### [RECORDED INFORMATION]

------------------------

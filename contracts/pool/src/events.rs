// Pool events, compact topic names

use soroban_sdk::{Address, Env, Symbol};

/// Topics: ("PoolInit",)
/// Data: (token0, token1, fee_ppm, tick_spacing, sqrt_price, tick)
pub fn emit_initialized(
    env: &Env,
    token0: &Address,
    token1: &Address,
    fee_ppm: u32,
    tick_spacing: i32,
    sqrt_price_x64: u128,
    current_tick: i32,
) {
    env.events().publish(
        (Symbol::new(env, "PoolInit"),),
        (
            token0.clone(),
            token1.clone(),
            fee_ppm,
            tick_spacing,
            sqrt_price_x64,
            current_tick,
        ),
    );
}

/// Topics: ("Mint",)
/// Data: (recipient, lower_tick, upper_tick, liquidity, amount0, amount1)
pub fn emit_mint(
    env: &Env,
    recipient: &Address,
    lower_tick: i32,
    upper_tick: i32,
    liquidity: i128,
    amount0: i128,
    amount1: i128,
) {
    env.events().publish(
        (Symbol::new(env, "Mint"),),
        (
            recipient.clone(),
            lower_tick,
            upper_tick,
            liquidity,
            amount0,
            amount1,
        ),
    );
}

/// Topics: ("Burn",)
/// Data: (owner, lower_tick, upper_tick, liquidity, amount0, amount1)
pub fn emit_burn(
    env: &Env,
    owner: &Address,
    lower_tick: i32,
    upper_tick: i32,
    liquidity: i128,
    amount0: i128,
    amount1: i128,
) {
    env.events().publish(
        (Symbol::new(env, "Burn"),),
        (
            owner.clone(),
            lower_tick,
            upper_tick,
            liquidity,
            amount0,
            amount1,
        ),
    );
}

/// Topics: ("Swap",)
/// Data: (sender, recipient, zero_for_one, amount_in, amount_out, sqrt_price, tick)
pub fn emit_swap(
    env: &Env,
    sender: &Address,
    recipient: &Address,
    zero_for_one: bool,
    amount_in: i128,
    amount_out: i128,
    sqrt_price_x64: u128,
    current_tick: i32,
) {
    env.events().publish(
        (Symbol::new(env, "Swap"),),
        (
            sender.clone(),
            recipient.clone(),
            zero_for_one,
            amount_in,
            amount_out,
            sqrt_price_x64,
            current_tick,
        ),
    );
}

/// Topics: ("Collect",)
/// Data: (owner, recipient, lower_tick, upper_tick, amount0, amount1)
pub fn emit_collect(
    env: &Env,
    owner: &Address,
    recipient: &Address,
    lower_tick: i32,
    upper_tick: i32,
    amount0: u128,
    amount1: u128,
) {
    env.events().publish(
        (Symbol::new(env, "Collect"),),
        (
            owner.clone(),
            recipient.clone(),
            lower_tick,
            upper_tick,
            amount0,
            amount1,
        ),
    );
}

/// Topics: ("ProtoFees",)
/// Data: (recipient, amount0, amount1)
pub fn emit_collect_protocol(env: &Env, recipient: &Address, amount0: u128, amount1: u128) {
    env.events().publish(
        (Symbol::new(env, "ProtoFees"),),
        (recipient.clone(), amount0, amount1),
    );
}

/// Topics: ("AddLiq",)
/// Data: (owner, liquidity, amount0, amount1)
pub fn emit_add_liquidity(env: &Env, owner: &Address, liquidity: i128, amount0: i128, amount1: i128) {
    env.events().publish(
        (Symbol::new(env, "AddLiq"),),
        (owner.clone(), liquidity, amount0, amount1),
    );
}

------------------------

### [PROBLEM REQUIREMENTS]
In the listing above, find each line with the word "PoolInit" and copy it out.

### [ANSWER SPACE]
/// Topics: ("PoolInit",)
        (Symbol::new(env, "PoolInit"),),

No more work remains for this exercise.